About this task:
Throughout the material below, tally the lines containing "policy" and give the total with no accompanying text.
▼▼▼
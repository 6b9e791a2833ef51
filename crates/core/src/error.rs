use thiserror::Error;

#[derive(Error, Debug)]
pub enum PlaygroundError {
    #[error("example name must not be empty")]
    InvalidName,
    #[error("duplicate example name: {0}")]
    DuplicateName(String),
    #[error("no example named '{0}' (try `playground list`)")]
    UnknownExample(String),
    #[error("example '{name}' failed: {reason}")]
    ExampleFailed { name: String, reason: String },
    #[error("I/O error: {0}")]
    Io(#[from] std::io::Error),
    #[error("JSON serialization error: {0}")]
    Json(#[from] serde_json::Error),
}

pub type Result<T> = std::result::Result<T, PlaygroundError>;
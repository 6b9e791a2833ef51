use serde::Serialize;
use std::fmt;

/// Category label used to group examples in the menu.
///
/// The set is closed and defined at compile time; menus derive their
/// entries from the grouping, not from this list, so topics with no
/// registered examples never show up.
#[derive(Debug, Clone, Copy, PartialEq, Eq, Hash, Serialize)]
pub enum Topic {
    Collections,
    Query,
}

impl Topic {
    pub const ALL: &'static [Topic] = &[Topic::Collections, Topic::Query];
}

impl fmt::Display for Topic {
    fn fmt(&self, f: &mut fmt::Formatter<'_>) -> fmt::Result {
        match self {
            Topic::Collections => write!(f, "Collections"),
            Topic::Query => write!(f, "Query"),
        }
    }
}

/// A named, runnable demonstration snippet tagged with a topic.
///
/// Implementers are flat unit structs, one per snippet. `run` writes to
/// stdout and declares no error contract; failure containment is the
/// caller's concern.
pub trait Example {
    fn name(&self) -> &str;
    fn topic(&self) -> Topic;
    fn run(&self);
}
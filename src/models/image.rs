use chrono::{DateTime, Utc};
use serde::Serialize;
use uuid::Uuid;

/// An `images` row. The stored file itself lives under the upload
/// directory; `url` is the public path handed to clients.
#[derive(Debug, Clone, Serialize)]
pub struct Image {
    pub id: i64,
    pub owner_id: Uuid,
    pub trip_id: i64,
    pub title: String,
    pub description: String,
    pub file_name: String,
    pub url: String,
    pub shared: bool,
    pub uploaded_at: DateTime<Utc>,
}
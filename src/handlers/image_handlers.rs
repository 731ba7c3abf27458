// src/handlers/image_handlers.rs
use std::path::Path;

use actix_web::{HttpResponse, delete, get, post, route, web};
use log::{info, warn};
use uuid::Uuid;

use crate::AppState;
use crate::dtos::ApiResponse;
use crate::dtos::image_dtos::{UpdateImageDTO, UploadImageDTO};
use crate::errors::{ApiError, ValidationErrors};
use crate::middleware::auth_extractor::AuthenticatedUser;
use crate::repositories::image_repository::ImageRepository;
use crate::repositories::trip_repository::TripRepository;
use crate::services::media;
use crate::services::policy::{can_read, can_write};

const UPLOAD_DIR: &str = "uploads/trip_images";

#[get("/trips/{trip_id}/images/")]
pub async fn list_trip_images(
    state: web::Data<AppState>,
    user: Option<AuthenticatedUser>,
    path: web::Path<i64>,
) -> Result<HttpResponse, ApiError> {
    let trip_id = path.into_inner();
    let trip = TripRepository::get(&state.pg_pool, trip_id)
        .await?
        .ok_or(ApiError::NotFound)?;

    let requester = user.as_ref().map(|u| u.user_id);
    let include_private = can_write(requester, trip.owner_id);
    let images = ImageRepository::list_for_trip(&state.pg_pool, trip_id, include_private).await?;

    Ok(HttpResponse::Ok().json(ApiResponse::success(
        "Images retrieved successfully",
        images,
    )))
}

#[post("/trips/{trip_id}/images/")]
pub async fn upload_trip_image(
    state: web::Data<AppState>,
    user: AuthenticatedUser,
    path: web::Path<i64>,
    body: web::Json<UploadImageDTO>,
) -> Result<HttpResponse, ApiError> {
    let trip_id = path.into_inner();
    let trip = TripRepository::get(&state.pg_pool, trip_id)
        .await?
        .ok_or(ApiError::NotFound)?;

    // only the trip's owner may attach images to it
    if !can_write(Some(user.user_id), trip.owner_id) {
        return Err(ApiError::PermissionDenied);
    }

    let mut errors = ValidationErrors::new();
    media::validate_image_fields(&body.title, &body.description, &mut errors);

    let bytes = match media::decode_image_data(&body.image_data) {
        Ok(bytes) => {
            media::validate_image_file(&body.file_name, &bytes, &mut errors);
            Some(bytes)
        }
        Err(e) => {
            errors.add("image", e);
            None
        }
    };
    errors.into_result()?;
    let bytes = bytes.unwrap_or_default();

    // validate_image_file already rejected names without an allow-listed
    // extension, so a missing one here is a bug, not bad input
    let extension = media::file_extension(&body.file_name)
        .ok_or_else(|| ApiError::Internal("file extension missing after validation".to_string()))?;
    let file_name = format!("trip{}_{}.{}", trip_id, Uuid::new_v4(), extension);

    std::fs::create_dir_all(UPLOAD_DIR)
        .map_err(|e| ApiError::Internal(format!("failed to prepare file storage: {}", e)))?;
    let file_path = format!("{}/{}", UPLOAD_DIR, file_name);
    std::fs::write(&file_path, &bytes)
        .map_err(|e| ApiError::Internal(format!("failed to save image: {}", e)))?;

    let url = format!("/uploads/trip_images/{}", file_name);
    let id = match ImageRepository::create(
        &state.pg_pool,
        user.user_id,
        trip_id,
        body.title.trim(),
        body.description.trim(),
        &file_name,
        &url,
        body.shared,
    )
    .await
    {
        Ok(id) => id,
        Err(e) => {
            // the row never landed; drop the orphaned file
            let _ = std::fs::remove_file(&file_path);
            return Err(e);
        }
    };
    info!("user {} uploaded image {} to trip {}", user.user_id, id, trip_id);

    let image = ImageRepository::get_for_trip(&state.pg_pool, trip_id, id)
        .await?
        .ok_or_else(|| ApiError::Internal("image vanished after insert".to_string()))?;

    Ok(HttpResponse::Created().json(ApiResponse::success("Image uploaded successfully", image)))
}

#[get("/trips/{trip_id}/images/{image_id}/")]
pub async fn get_trip_image(
    state: web::Data<AppState>,
    user: Option<AuthenticatedUser>,
    path: web::Path<(i64, i64)>,
) -> Result<HttpResponse, ApiError> {
    let (trip_id, image_id) = path.into_inner();
    let requester = user.as_ref().map(|u| u.user_id);

    let image = ImageRepository::get_for_trip(&state.pg_pool, trip_id, image_id)
        .await?
        .ok_or(ApiError::NotFound)?;

    if !can_read(requester, image.owner_id, image.shared) {
        return Err(ApiError::NotFound);
    }

    Ok(HttpResponse::Ok().json(ApiResponse::success("Image retrieved successfully", image)))
}

#[route("/trips/{trip_id}/images/{image_id}/", method = "PUT", method = "PATCH")]
pub async fn update_trip_image(
    state: web::Data<AppState>,
    user: AuthenticatedUser,
    path: web::Path<(i64, i64)>,
    body: web::Json<UpdateImageDTO>,
) -> Result<HttpResponse, ApiError> {
    let (trip_id, image_id) = path.into_inner();
    let existing = ImageRepository::get(&state.pg_pool, image_id)
        .await?
        .filter(|img| img.trip_id == trip_id)
        .ok_or(ApiError::NotFound)?;

    if !can_read(Some(user.user_id), existing.owner_id, existing.shared) {
        return Err(ApiError::NotFound);
    }
    if !can_write(Some(user.user_id), existing.owner_id) {
        return Err(ApiError::PermissionDenied);
    }

    let title = body.title.clone().unwrap_or_else(|| existing.title.clone());
    let description = body
        .description
        .clone()
        .unwrap_or_else(|| existing.description.clone());
    let shared = body.shared.unwrap_or(existing.shared);

    let mut errors = ValidationErrors::new();
    media::validate_image_fields(&title, &description, &mut errors);
    errors.into_result()?;

    ImageRepository::update(
        &state.pg_pool,
        image_id,
        title.trim(),
        description.trim(),
        shared,
    )
    .await?;

    let image = ImageRepository::get_for_trip(&state.pg_pool, trip_id, image_id)
        .await?
        .ok_or_else(|| ApiError::Internal("image vanished after update".to_string()))?;

    Ok(HttpResponse::Ok().json(ApiResponse::success("Image updated successfully", image)))
}

#[delete("/trips/{trip_id}/images/{image_id}/")]
pub async fn delete_trip_image(
    state: web::Data<AppState>,
    user: AuthenticatedUser,
    path: web::Path<(i64, i64)>,
) -> Result<HttpResponse, ApiError> {
    let (trip_id, image_id) = path.into_inner();
    let existing = ImageRepository::get(&state.pg_pool, image_id)
        .await?
        .filter(|img| img.trip_id == trip_id)
        .ok_or(ApiError::NotFound)?;

    if !can_read(Some(user.user_id), existing.owner_id, existing.shared) {
        return Err(ApiError::NotFound);
    }
    if !can_write(Some(user.user_id), existing.owner_id) {
        return Err(ApiError::PermissionDenied);
    }

    ImageRepository::delete(&state.pg_pool, image_id).await?;

    let file_path = format!("{}/{}", UPLOAD_DIR, existing.file_name);
    if let Err(e) = std::fs::remove_file(&file_path) {
        warn!("could not remove stored file {}: {}", file_path, e);
    }

    Ok(HttpResponse::NoContent().finish())
}

/// GET /gallery/ - every shared image, for everyone.
#[get("/gallery/")]
pub async fn gallery(state: web::Data<AppState>) -> Result<HttpResponse, ApiError> {
    let images = ImageRepository::gallery(&state.pg_pool).await?;

    Ok(HttpResponse::Ok().json(ApiResponse::success(
        "Gallery retrieved successfully",
        images,
    )))
}

/// GET /uploads/trip_images/{filename} - serve stored files directly.
#[get("/uploads/trip_images/{filename}")]
pub async fn serve_trip_image(path: web::Path<String>) -> HttpResponse {
    let filename = path.into_inner();

    // keep traversal attempts inside the upload directory
    let safe_filename = Path::new(&filename)
        .file_name()
        .and_then(|name| name.to_str())
        .unwrap_or("invalid");

    let file_path = format!("{}/{}", UPLOAD_DIR, safe_filename);

    match std::fs::read(&file_path) {
        Ok(data) => {
            let content_type = match Path::new(safe_filename)
                .extension()
                .and_then(|ext| ext.to_str())
            {
                Some("jpg") | Some("jpeg") => "image/jpeg",
                Some("png") => "image/png",
                Some("gif") => "image/gif",
                Some("webp") => "image/webp",
                Some("tif") | Some("tiff") => "image/tiff",
                _ => "application/octet-stream",
            };

            HttpResponse::Ok().content_type(content_type).body(data)
        }
        Err(_) => HttpResponse::NotFound().json(serde_json::json!({
            "status": "error",
            "message": "Image not found"
        })),
    }
}
// src/services/policy.rs - owner-or-read-only, in one place
//
// Every handler goes through these two predicates instead of re-deriving
// ownership checks per entity.
use uuid::Uuid;

/// Mutating operations require the requester to be the record's owner.
pub fn can_write(requester: Option<Uuid>, owner_id: Uuid) -> bool {
    requester == Some(owner_id)
}

/// Reads are allowed on shared records, and on anything the requester owns.
pub fn can_read(requester: Option<Uuid>, owner_id: Uuid, shared: bool) -> bool {
    shared || can_write(requester, owner_id)
}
▲▲▲
Expected answer:
2